** PROBLEM DESCRIPTION **
Within the data below, state how many lines contain the string "Unknown". Provide the number only.

Dataset items:

__________________________________________________

use serde::{Deserialize, Serialize};
use serde_json::Value;

/// Tag prefix shared by every tool invocation part (`tool-<name>`).
pub const TOOL_TAG_PREFIX: &str = "tool-";

/// Tag prefix shared by every structured annotation part (`data-<kind>`).
pub const DATA_TAG_PREFIX: &str = "data-";

/// Streaming lifecycle of a tool invocation.
#[derive(Debug, Clone, Copy, PartialEq, Eq, Default, Serialize, Deserialize)]
#[serde(rename_all = "kebab-case")]
pub enum ToolState {
    /// Arguments are still arriving
    InputStreaming,
    /// Arguments are complete, tool has not answered yet
    #[default]
    InputAvailable,
    /// Tool produced a result
    OutputAvailable,
    /// Tool failed
    OutputError,
}

impl ToolState {
    pub fn as_str(&self) -> &'static str {
        match self {
            ToolState::InputStreaming => "input-streaming",
            ToolState::InputAvailable => "input-available",
            ToolState::OutputAvailable => "output-available",
            ToolState::OutputError => "output-error",
        }
    }

    /// True once the tool has answered, successfully or not.
    pub fn is_settled(&self) -> bool {
        matches!(self, ToolState::OutputAvailable | ToolState::OutputError)
    }
}

/// One typed content fragment within a conversation turn.
///
/// The open-ended `tool-<name>` and `data-<kind>` tag families are folded into
/// the [`Part::Tool`] and [`Part::Data`] variants. Any tag outside the known
/// families parses to [`Part::Unknown`] so a newer backend never breaks the
/// transcript.
#[derive(Debug, Clone, PartialEq, Serialize, Deserialize)]
#[serde(from = "RawPart", into = "RawPart")]
pub enum Part {
    /// Answer text (payload may be blank while streaming)
    Text { text: String },
    /// Intermediate "thinking" segment
    Reasoning { text: String },
    /// Tool invocation, one tag per tool
    Tool { name: String, state: ToolState, input: Option<Value>, output: Option<Value> },
    /// Out-of-band structured annotation
    Data { kind: String, value: Value },
    /// Tag this build does not recognize
    Unknown { tag: String },
}

impl Part {
    /// A user-visible text part.
    pub fn text(text: impl Into<String>) -> Self {
        Part::Text { text: text.into() }
    }

    /// A reasoning part, shown in its own collapsible section.
    pub fn reasoning(text: impl Into<String>) -> Self {
        Part::Reasoning { text: text.into() }
    }

    /// A tool invocation part for tool `name`.
    pub fn tool(name: impl Into<String>, state: ToolState) -> Self {
        Part::Tool { name: name.into(), state, input: None, output: None }
    }

    /// A structured annotation part; never rendered as text.
    pub fn data(kind: impl Into<String>, value: Value) -> Self {
        Part::Data { kind: kind.into(), value }
    }

    /// Build a part from its wire tag, without a payload.
    pub fn from_tag(tag: &str) -> Self {
        RawPart { tag: tag.to_string(), ..RawPart::default() }.into()
    }

    /// The wire tag (`text`, `reasoning`, `tool-<name>`, `data-<kind>`, ...).
    pub fn tag(&self) -> String {
        match self {
            Part::Text { .. } => "text".to_string(),
            Part::Reasoning { .. } => "reasoning".to_string(),
            Part::Tool { name, .. } => format!("{}{}", TOOL_TAG_PREFIX, name),
            Part::Data { kind, .. } => format!("{}{}", DATA_TAG_PREFIX, kind),
            Part::Unknown { tag } => tag.clone(),
        }
    }

    /// Whether this is a text part, empty or not.
    pub fn is_text(&self) -> bool {
        matches!(self, Part::Text { .. })
    }

    /// Whether this is a reasoning part.
    pub fn is_reasoning(&self) -> bool {
        matches!(self, Part::Reasoning { .. })
    }

    /// Whether this is a tool invocation, in any state.
    pub fn is_tool_invocation(&self) -> bool {
        matches!(self, Part::Tool { .. })
    }

    /// Whether this is a `data-*` annotation.
    pub fn is_data(&self) -> bool {
        matches!(self, Part::Data { .. })
    }

    /// Text payload if this is a text part with non-blank content.
    pub fn visible_text(&self) -> Option<&str> {
        match self {
            Part::Text { text } if !text.trim().is_empty() => Some(text),
            _ => None,
        }
    }

    /// Append streamed text to a text or reasoning part. Returns false for other kinds.
    pub fn push_str(&mut self, delta: &str) -> bool {
        match self {
            Part::Text { text } | Part::Reasoning { text } => {
                text.push_str(delta);
                true
            }
            _ => false,
        }
    }
}

/// Flat wire shape used for (de)serialization.
#[derive(Debug, Clone, Default, Serialize, Deserialize)]
struct RawPart {
    #[serde(rename = "type")]
    tag: String,
    #[serde(default, skip_serializing_if = "Option::is_none")]
    text: Option<String>,
    #[serde(default, skip_serializing_if = "Option::is_none")]
    state: Option<ToolState>,
    #[serde(default, skip_serializing_if = "Option::is_none")]
    input: Option<Value>,
    #[serde(default, skip_serializing_if = "Option::is_none")]
    output: Option<Value>,
    #[serde(default, skip_serializing_if = "Option::is_none")]
    data: Option<Value>,
}

impl From<RawPart> for Part {
    fn from(raw: RawPart) -> Self {
        match raw.tag.as_str() {
            "text" => Part::Text { text: raw.text.unwrap_or_default() },
            "reasoning" => Part::Reasoning { text: raw.text.unwrap_or_default() },
            tag => {
                if let Some(name) = tag.strip_prefix(TOOL_TAG_PREFIX).filter(|n| !n.is_empty()) {
                    Part::Tool {
                        name: name.to_string(),
                        state: raw.state.unwrap_or_default(),
                        input: raw.input,
                        output: raw.output,
                    }
                } else if let Some(kind) = tag.strip_prefix(DATA_TAG_PREFIX).filter(|k| !k.is_empty()) {
                    Part::Data { kind: kind.to_string(), value: raw.data.unwrap_or(Value::Null) }
                } else {
                    Part::Unknown { tag: tag.to_string() }
                }
            }
        }
    }
}

impl From<Part> for RawPart {
    fn from(part: Part) -> Self {
        let tag = part.tag();
        match part {
            Part::Text { text } | Part::Reasoning { text } => RawPart { tag, text: Some(text), ..RawPart::default() },
            Part::Tool { state, input, output, .. } => {
                RawPart { tag, state: Some(state), input, output, ..RawPart::default() }
            }
            Part::Data { value, .. } => RawPart { tag, data: Some(value), ..RawPart::default() },
            Part::Unknown { .. } => RawPart { tag, ..RawPart::default() },
        }
    }
}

__________________________________________________

** FINAL ANSWER **
5